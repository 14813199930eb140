//! Scenario files: the company structure, the priced round and the SAFEs to
//! convert, as typed by a user.
//!
//! Every numeric field accepts either a JSON number or raw text such as
//! `"$1,000,000"`. Text that does not parse is read as zero.

use rust_decimal::Decimal;
use safecap_core::constants::{
    DEFAULT_EMPLOYEE_POOL_SHARES, DEFAULT_FOUNDERS_SHARES, DEFAULT_NEW_MONEY_INVESTED,
    DEFAULT_POST_MONEY_VALUATION, DEFAULT_TOTAL_SHARES,
};
use safecap_core::utils::{normalize_discount_rate, parse_number, RateUnit};
use safecap_core::{
    ConversionCalculator, ConversionCalculatorTrait, InstrumentKind, NewInstrument, RoundContext,
};
use serde::Deserialize;
use std::path::Path;
use std::str::FromStr;

/// A number as it appears in a scenario file.
#[derive(Debug, Clone, PartialEq, Deserialize)]
#[serde(untagged)]
pub enum NumberInput {
    Number(Decimal),
    Text(String),
}

impl NumberInput {
    pub fn value(&self) -> Decimal {
        match self {
            NumberInput::Number(value) => *value,
            NumberInput::Text(text) => parse_number(text).unwrap_or_else(|| {
                tracing::warn!(input = %text, "Unparseable number, using 0");
                Decimal::ZERO
            }),
        }
    }
}

fn value_or(input: &Option<NumberInput>, default: Decimal) -> Decimal {
    input.as_ref().map_or(default, NumberInput::value)
}

#[derive(Debug, Clone, Default, Deserialize)]
#[serde(rename_all = "camelCase", default)]
pub struct RoundInput {
    pub post_money_valuation: Option<NumberInput>,
    pub new_money_invested: Option<NumberInput>,
}

#[derive(Debug, Clone, Default, Deserialize)]
#[serde(rename_all = "camelCase", default)]
pub struct SharesInput {
    pub total_shares: Option<NumberInput>,
    pub founders_shares: Option<NumberInput>,
    pub employee_shares: Option<NumberInput>,
}

#[derive(Debug, Clone, Deserialize)]
#[serde(rename_all = "camelCase")]
pub struct InstrumentInput {
    #[serde(default)]
    pub id: Option<String>,
    #[serde(default)]
    pub investor_name: Option<String>,
    pub kind: String,
    #[serde(default)]
    pub investment_amount: Option<NumberInput>,
    #[serde(default)]
    pub valuation_cap: Option<NumberInput>,
    #[serde(default)]
    pub discount_rate: Option<NumberInput>,
}

impl InstrumentInput {
    fn to_new_instrument(&self, rate_unit: RateUnit) -> safecap_core::Result<NewInstrument> {
        let kind = InstrumentKind::from_str(&self.kind)?;
        let mut new_instrument = NewInstrument::new(kind);
        if let Some(id) = &self.id {
            new_instrument = new_instrument.id(id.clone());
        }
        if let Some(name) = &self.investor_name {
            new_instrument = new_instrument.investor_name(name.clone());
        }
        if let Some(amount) = &self.investment_amount {
            new_instrument = new_instrument.investment_amount(amount.value());
        }
        if let Some(cap) = &self.valuation_cap {
            new_instrument = new_instrument.valuation_cap(cap.value());
        }
        if let Some(rate) = &self.discount_rate {
            new_instrument =
                new_instrument.discount_rate(normalize_discount_rate(rate.value(), rate_unit));
        }
        Ok(new_instrument)
    }
}

/// Scenario file contents
#[derive(Debug, Clone, Default, Deserialize)]
#[serde(rename_all = "camelCase", default)]
pub struct Scenario {
    pub round: RoundInput,
    pub shares: SharesInput,
    pub instruments: Vec<InstrumentInput>,
}

/// Validated numbers handed to the core.
#[derive(Debug, Clone)]
pub struct ScenarioInputs {
    pub round: RoundContext,
    pub founders_shares: Decimal,
    pub employee_shares: Decimal,
    pub calculator: ConversionCalculator,
}

impl Scenario {
    pub fn from_file(path: &Path) -> anyhow::Result<Self> {
        use anyhow::Context;

        let content = std::fs::read_to_string(path)
            .with_context(|| format!("Failed to read scenario {}", path.display()))?;
        serde_json::from_str(&content)
            .with_context(|| format!("Failed to parse scenario {}", path.display()))
    }

    pub fn into_inputs(self, rate_unit: RateUnit) -> safecap_core::Result<ScenarioInputs> {
        let round = RoundContext::new(
            value_or(&self.round.post_money_valuation, DEFAULT_POST_MONEY_VALUATION),
            value_or(&self.round.new_money_invested, DEFAULT_NEW_MONEY_INVESTED),
        )
        .with_total_shares(value_or(&self.shares.total_shares, DEFAULT_TOTAL_SHARES));

        let mut calculator = ConversionCalculator::new();
        for input in &self.instruments {
            calculator.insert_instrument(input.to_new_instrument(rate_unit)?);
        }

        Ok(ScenarioInputs {
            round,
            founders_shares: value_or(&self.shares.founders_shares, DEFAULT_FOUNDERS_SHARES),
            employee_shares: value_or(&self.shares.employee_shares, DEFAULT_EMPLOYEE_POOL_SHARES),
            calculator,
        })
    }
}
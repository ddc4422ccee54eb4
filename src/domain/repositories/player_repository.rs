use async_trait::async_trait;

use crate::{
    domain::entities::player::{Player, SignedAsid},
    errors::PaymentsError,
};

/// Player-identity operations of the platform SDK.
#[async_trait]
pub trait PlayerRepository: Send + Sync {
    /// Snapshot of the current player's identity record.
    ///
    /// Fails with the invalid-operation classification when the platform
    /// session has not finished initializing.
    fn get_player(&self) -> Result<Player, PaymentsError>;

    /// The application-scoped player identifier plus a signature the game's
    /// backend can verify.
    async fn get_signed_asid(&self) -> Result<SignedAsid, PaymentsError>;
}
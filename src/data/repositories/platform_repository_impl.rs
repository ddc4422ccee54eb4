use async_trait::async_trait;
use tracing::debug;

use crate::{
    data::{
        datasources::platform_sdk_datasource::PlatformSdkDatasource,
        models::platform_sdk::{
            player_model::{PlayerModel, SignedAsidModel},
            product_model::ProductModel,
            purchase_model::{PurchaseConfigModel, PurchaseModel},
        },
    },
    domain::{
        entities::{
            player::{Player, SignedAsid},
            product::Product,
            purchase::{Purchase, PurchaseConfig, PurchaseToken},
            signed_request::SignedRequest,
        },
        repositories::{
            payments_repository::PaymentsRepository, player_repository::PlayerRepository,
        },
    },
    errors::PaymentsError,
};

/// Forwards every operation to the platform SDK and maps its wire payloads
/// onto domain entities. No value is altered, dropped, or synthesized on the
/// way through, and failures propagate exactly as the platform raised them.
pub struct PlatformRepositoryImpl<D: PlatformSdkDatasource> {
    platform_sdk_datasource: D,
}

impl<D: PlatformSdkDatasource> PlatformRepositoryImpl<D> {
    pub(crate) fn new(platform_sdk_datasource: D) -> Self {
        Self {
            platform_sdk_datasource,
        }
    }
}

#[async_trait]
impl<D: PlatformSdkDatasource> PaymentsRepository for PlatformRepositoryImpl<D> {
    fn is_enabled(&self) -> bool {
        self.platform_sdk_datasource.is_enabled()
    }

    async fn get_catalog(&self) -> Result<Vec<Product>, PaymentsError> {
        let models = self.platform_sdk_datasource.get_catalog().await?;
        Ok(models.into_iter().map(Product::from_model).collect())
    }

    async fn get_purchases(&self) -> Result<Vec<Purchase>, PaymentsError> {
        let models = self.platform_sdk_datasource.get_purchases().await?;
        Ok(models.into_iter().map(Purchase::from_model).collect())
    }

    async fn make_purchase(&self, config: PurchaseConfig) -> Result<Purchase, PaymentsError> {
        debug!(product_id = %config.product_id, "forwarding purchase request to platform SDK");
        let model = self
            .platform_sdk_datasource
            .make_purchase(PurchaseConfigModel::from_config(config))
            .await?;
        Ok(Purchase::from_model(model))
    }

    async fn consume_purchase(&self, token: PurchaseToken) -> Result<(), PaymentsError> {
        debug!("forwarding consume request to platform SDK");
        self.platform_sdk_datasource
            .consume_purchase(&token.0)
            .await
    }
}

#[async_trait]
impl<D: PlatformSdkDatasource> PlayerRepository for PlatformRepositoryImpl<D> {
    fn get_player(&self) -> Result<Player, PaymentsError> {
        let model = self.platform_sdk_datasource.get_player()?;
        Ok(Player::from_model(model))
    }

    async fn get_signed_asid(&self) -> Result<SignedAsid, PaymentsError> {
        let model = self.platform_sdk_datasource.get_signed_asid().await?;
        Ok(SignedAsid::from_model(model))
    }
}

impl Product {
    fn from_model(m: ProductModel) -> Self {
        Product {
            title: m.title,
            product_id: m.product_id,
            description: m.description,
            image_uri: m.image_uri,
            price: m.price,
            price_currency_code: m.price_currency_code,
        }
    }
}

impl Purchase {
    fn from_model(m: PurchaseModel) -> Self {
        Purchase {
            payment_id: m.payment_id,
            product_id: m.product_id,
            purchase_time: m.purchase_time,
            purchase_token: PurchaseToken(m.purchase_token),
            developer_payload: m.developer_payload,
            signed_request: SignedRequest(m.signed_request),
        }
    }
}

impl Player {
    fn from_model(m: PlayerModel) -> Self {
        Player {
            id: m.id,
            name: m.name,
            photo: m.photo,
        }
    }
}

impl SignedAsid {
    fn from_model(m: SignedAsidModel) -> Self {
        SignedAsid {
            asid: m.asid,
            signature: SignedRequest(m.signature),
        }
    }
}

impl PurchaseConfigModel {
    fn from_config(config: PurchaseConfig) -> Self {
        PurchaseConfigModel {
            product_id: config.product_id,
            developer_payload: config.developer_payload,
        }
    }
}
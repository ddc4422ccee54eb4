use crate::{
    data::repositories::platform_repository_impl::PlatformRepositoryImpl,
    domain::{
        entities::{
            player::{Player, SignedAsid},
            product::Product,
            purchase::{Purchase, PurchaseConfig, PurchaseToken},
        },
        repositories::{
            payments_repository::PaymentsRepository, player_repository::PlayerRepository,
        },
    },
    errors::PaymentsError,
    sandbox::{SandboxPlatform, SandboxPlatformConfig},
};

/// Purchase-flow facade. Each call delegates to the wrapped repository; see
/// [`PaymentsRepository`] for the operation contracts.
pub struct PaymentsUtil<R: PaymentsRepository> {
    payments_repository: R,
}

impl<R: PaymentsRepository> PaymentsUtil<R> {
    /// Wrap a caller-supplied repository: the bridge to the hosted platform
    /// object in production, or a test double.
    pub fn new(payments_repository: R) -> Self {
        Self {
            payments_repository,
        }
    }

    pub fn is_enabled(&self) -> bool {
        self.payments_repository.is_enabled()
    }

    pub async fn get_catalog(&self) -> Result<Vec<Product>, PaymentsError> {
        self.payments_repository.get_catalog().await
    }

    pub async fn get_purchases(&self) -> Result<Vec<Purchase>, PaymentsError> {
        self.payments_repository.get_purchases().await
    }

    pub async fn make_purchase(&self, config: PurchaseConfig) -> Result<Purchase, PaymentsError> {
        self.payments_repository.make_purchase(config).await
    }

    pub async fn consume_purchase(&self, token: PurchaseToken) -> Result<(), PaymentsError> {
        self.payments_repository.consume_purchase(token).await
    }
}

impl PaymentsUtil<PlatformRepositoryImpl<SandboxPlatform>> {
    /// Facade backed by an in-memory sandbox platform.
    pub fn sandbox(config: SandboxPlatformConfig) -> Self {
        Self {
            payments_repository: PlatformRepositoryImpl::new(SandboxPlatform::new(config)),
        }
    }
}

/// Player-identity facade.
pub struct PlayerUtil<R: PlayerRepository> {
    player_repository: R,
}

impl<R: PlayerRepository> PlayerUtil<R> {
    pub fn new(player_repository: R) -> Self {
        Self { player_repository }
    }

    pub fn get_player(&self) -> Result<Player, PaymentsError> {
        self.player_repository.get_player()
    }

    pub async fn get_signed_asid(&self) -> Result<SignedAsid, PaymentsError> {
        self.player_repository.get_signed_asid().await
    }
}

impl PlayerUtil<PlatformRepositoryImpl<SandboxPlatform>> {
    /// Facade backed by an in-memory sandbox platform.
    pub fn sandbox(config: SandboxPlatformConfig) -> Self {
        Self {
            player_repository: PlatformRepositoryImpl::new(SandboxPlatform::new(config)),
        }
    }
}
use std::fmt;

/// Opaque signed-request token issued by the platform.
///
/// The token is two base64url-encoded parts joined by a `.`: a signature
/// followed by a JSON payload. Verification belongs to the game's backend,
/// which holds the app secret: split on `.`, base64url-decode both parts,
/// recompute HMAC-SHA256 over the decoded payload with the app secret,
/// compare against the decoded signature, and optionally check the freshness
/// timestamp embedded in the payload.
///
/// This crate never decodes, inspects, or verifies the token; doing so
/// client-side would require shipping the app secret with the game.
#[derive(Debug, Clone, PartialEq, Eq)]
pub struct SignedRequest(pub String);

impl SignedRequest {
    pub fn as_str(&self) -> &str {
        &self.0
    }
}

impl fmt::Display for SignedRequest {
    fn fmt(&self, f: &mut fmt::Formatter<'_>) -> fmt::Result {
        write!(f, "{}", self.0)
    }
}
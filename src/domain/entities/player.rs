use crate::domain::entities::signed_request::SignedRequest;

/// Read-only snapshot of the current player's identity, as reported by the
/// platform. Created by the platform and passed through unmodified; this
/// crate owns no lifecycle for it.
#[derive(Debug, Clone, PartialEq, Eq)]
pub struct Player {
    /// Platform-scoped player identifier.
    pub id: String,
    /// Display name. May be withheld by the platform.
    pub name: Option<String>,
    /// Avatar image URI. May be withheld by the platform.
    pub photo: Option<String>,
}

/// Application-scoped player identifier together with a signature the game's
/// backend can verify (see [`SignedRequest`] for the verification contract).
#[derive(Debug, Clone, PartialEq, Eq)]
pub struct SignedAsid {
    pub asid: String,
    pub signature: SignedRequest,
}
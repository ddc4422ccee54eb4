use std::fmt;

use serde::Deserialize;
use thiserror::Error;

/// Error classification reported by the platform SDK.
///
/// The set of codes is owned by the platform and may grow between SDK
/// releases; codes this crate does not know about yet are preserved verbatim
/// in the `Unknown` variant rather than rejected.
#[derive(Debug, Clone, PartialEq, Eq, Deserialize)]
#[serde(rename_all = "SCREAMING_SNAKE_CASE")]
pub enum ErrorCode {
    /// The operation is not supported on the current platform.
    UnsupportedPlatform,
    /// The client does not support the requested operation.
    ClientUnsupportedOperation,
    /// The payment subsystem has not finished initializing for this session.
    PaymentsNotInitialized,
    /// A parameter passed to the operation was invalid.
    InvalidParam,
    /// The network call to the platform failed.
    NetworkFailure,
    /// The operation is invalid in the current session state.
    InvalidOperation,
    /// The player dismissed or rejected the native purchase interaction.
    UserInput,

    #[serde(untagged)]
    Unknown(String),
}

impl fmt::Display for ErrorCode {
    fn fmt(&self, f: &mut fmt::Formatter<'_>) -> fmt::Result {
        match self {
            ErrorCode::UnsupportedPlatform => write!(f, "UNSUPPORTED_PLATFORM"),
            ErrorCode::ClientUnsupportedOperation => write!(f, "CLIENT_UNSUPPORTED_OPERATION"),
            ErrorCode::PaymentsNotInitialized => write!(f, "PAYMENTS_NOT_INITIALIZED"),
            ErrorCode::InvalidParam => write!(f, "INVALID_PARAM"),
            ErrorCode::NetworkFailure => write!(f, "NETWORK_FAILURE"),
            ErrorCode::InvalidOperation => write!(f, "INVALID_OPERATION"),
            ErrorCode::UserInput => write!(f, "USER_INPUT"),
            ErrorCode::Unknown(code) => write!(f, "{code}"),
        }
    }
}

/// Failure raised by the platform SDK for an asynchronous operation.
///
/// This crate never produces errors of its own and never translates, retries,
/// or recovers from platform failures; whatever the platform rejects with is
/// what the caller receives.
#[derive(Debug, Clone, PartialEq, Eq, Error, Deserialize)]
#[error("{code}: {message}")]
pub struct PaymentsError {
    pub code: ErrorCode,
    pub message: String,
}

impl PaymentsError {
    pub fn new(code: ErrorCode, message: impl Into<String>) -> Self {
        Self {
            code,
            message: message.into(),
        }
    }
}
//! In-memory stand-in for the hosted platform SDK.
//!
//! The real platform object only exists inside the platform runtime. For
//! local development and tests, [`SandboxPlatform`] plays its role: it
//! serves a seeded catalog, tracks pending purchases, and enforces the same
//! observable contract (empty catalog for unsupported regions,
//! `PAYMENTS_NOT_INITIALIZED` while disabled, `INVALID_PARAM` for unknown
//! products and tokens). Signed requests produced here carry a fixed
//! placeholder signature and cannot pass backend verification.

use std::sync::{Mutex, MutexGuard, PoisonError};

use async_trait::async_trait;
use base64::{engine::general_purpose::URL_SAFE_NO_PAD, Engine as _};
use chrono::Utc;

use crate::{
    data::{
        datasources::platform_sdk_datasource::PlatformSdkDatasource,
        models::platform_sdk::{
            player_model::{PlayerModel, SignedAsidModel},
            product_model::ProductModel,
            purchase_model::{PurchaseConfigModel, PurchaseModel},
        },
    },
    domain::entities::{player::Player, product::Product},
    errors::{ErrorCode, PaymentsError},
};

/// Seed data for a sandbox session.
#[derive(Debug, Clone)]
pub struct SandboxPlatformConfig {
    /// Whether the payment subsystem is initialized. When `false`,
    /// `is_enabled` reports `false` and the asynchronous payment operations
    /// fail with `PAYMENTS_NOT_INITIALIZED`.
    pub enabled: bool,
    /// The identity reported for the current player.
    pub player: Player,
    /// The application-scoped identifier reported for the current player.
    pub asid: String,
    /// The catalog served to this session. An empty catalog models a region
    /// where purchasing is unsupported: `get_catalog` still resolves, with
    /// an empty list.
    pub catalog: Vec<Product>,
}

struct SandboxState {
    pending: Vec<PurchaseModel>,
    next_payment_number: u64,
}

/// Deterministic in-memory implementation of the platform SDK surface.
pub struct SandboxPlatform {
    enabled: bool,
    player: PlayerModel,
    asid: String,
    catalog: Vec<ProductModel>,
    state: Mutex<SandboxState>,
}

impl SandboxPlatform {
    pub fn new(config: SandboxPlatformConfig) -> Self {
        Self {
            enabled: config.enabled,
            player: PlayerModel {
                id: config.player.id,
                name: config.player.name,
                photo: config.player.photo,
            },
            asid: config.asid,
            catalog: config
                .catalog
                .into_iter()
                .map(|p| ProductModel {
                    title: p.title,
                    product_id: p.product_id,
                    description: p.description,
                    image_uri: p.image_uri,
                    price: p.price,
                    price_currency_code: p.price_currency_code,
                })
                .collect(),
            state: Mutex::new(SandboxState {
                pending: Vec::new(),
                next_payment_number: 0,
            }),
        }
    }

    fn state(&self) -> MutexGuard<'_, SandboxState> {
        self.state.lock().unwrap_or_else(PoisonError::into_inner)
    }

    fn require_payments_ready(&self) -> Result<(), PaymentsError> {
        if self.enabled {
            Ok(())
        } else {
            Err(PaymentsError::new(
                ErrorCode::PaymentsNotInitialized,
                "Payments have not been initialized for this session.",
            ))
        }
    }

    /// Two-part token in the platform's `signature.payload` layout. The
    /// signature part is a fixed placeholder, not an HMAC.
    fn placeholder_signed_request(&self, payload: serde_json::Value) -> String {
        let signature = URL_SAFE_NO_PAD.encode(b"sandbox-signature");
        let payload = URL_SAFE_NO_PAD.encode(payload.to_string());
        format!("{signature}.{payload}")
    }
}

#[async_trait]
impl PlatformSdkDatasource for SandboxPlatform {
    fn is_enabled(&self) -> bool {
        self.enabled
    }

    async fn get_catalog(&self) -> Result<Vec<ProductModel>, PaymentsError> {
        self.require_payments_ready()?;
        Ok(self.catalog.clone())
    }

    async fn get_purchases(&self) -> Result<Vec<PurchaseModel>, PaymentsError> {
        self.require_payments_ready()?;
        Ok(self.state().pending.clone())
    }

    async fn make_purchase(
        &self,
        config: PurchaseConfigModel,
    ) -> Result<PurchaseModel, PaymentsError> {
        self.require_payments_ready()?;
        if !self
            .catalog
            .iter()
            .any(|p| p.product_id == config.product_id)
        {
            return Err(PaymentsError::new(
                ErrorCode::InvalidParam,
                "No product with the given productID exists in the catalog.",
            ));
        }
        let mut state = self.state();
        state.next_payment_number += 1;
        let n = state.next_payment_number;
        let purchase = PurchaseModel {
            payment_id: format!("sandbox-payment-{n}"),
            signed_request: self.placeholder_signed_request(serde_json::json!({
                "algorithm": "HMAC-SHA256",
                "playerID": self.player.id,
                "productID": config.product_id,
                "issuedAt": Utc::now().timestamp(),
            })),
            product_id: config.product_id,
            purchase_time: Utc::now(),
            purchase_token: format!("sandbox-token-{n}"),
            developer_payload: config.developer_payload,
        };
        state.pending.push(purchase.clone());
        Ok(purchase)
    }

    async fn consume_purchase(&self, purchase_token: &str) -> Result<(), PaymentsError> {
        self.require_payments_ready()?;
        let mut state = self.state();
        let index = state
            .pending
            .iter()
            .position(|p| p.purchase_token == purchase_token)
            .ok_or_else(|| {
                PaymentsError::new(
                    ErrorCode::InvalidParam,
                    "No pending purchase matches the given purchase token.",
                )
            })?;
        state.pending.remove(index);
        Ok(())
    }

    fn get_player(&self) -> Result<PlayerModel, PaymentsError> {
        Ok(self.player.clone())
    }

    async fn get_signed_asid(&self) -> Result<SignedAsidModel, PaymentsError> {
        Ok(SignedAsidModel {
            asid: self.asid.clone(),
            signature: self.placeholder_signed_request(serde_json::json!({
                "algorithm": "HMAC-SHA256",
                "asid": self.asid,
                "issuedAt": Utc::now().timestamp(),
            })),
        })
    }
}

About this exercise
Your output must be the lines of the material above, from the first through the line that contains "pub fn value(&self)", copied exactly. Include both endpoints and nothing else.

Exercise answer
repository 14813199930eb140
//! Scenario files: the company structure, the priced round and the SAFEs to
//! convert, as typed by a user.
//!
//! Every numeric field accepts either a JSON number or raw text such as
//! `"$1,000,000"`. Text that does not parse is read as zero.

use rust_decimal::Decimal;
use safecap_core::constants::{
    DEFAULT_EMPLOYEE_POOL_SHARES, DEFAULT_FOUNDERS_SHARES, DEFAULT_NEW_MONEY_INVESTED,
    DEFAULT_POST_MONEY_VALUATION, DEFAULT_TOTAL_SHARES,
};
use safecap_core::utils::{normalize_discount_rate, parse_number, RateUnit};
use safecap_core::{
    ConversionCalculator, ConversionCalculatorTrait, InstrumentKind, NewInstrument, RoundContext,
};
use serde::Deserialize;
use std::path::Path;
use std::str::FromStr;

/// A number as it appears in a scenario file.
#[derive(Debug, Clone, PartialEq, Deserialize)]
#[serde(untagged)]
pub enum NumberInput {
    Number(Decimal),
    Text(String),
}

impl NumberInput {
    pub fn value(&self) -> Decimal {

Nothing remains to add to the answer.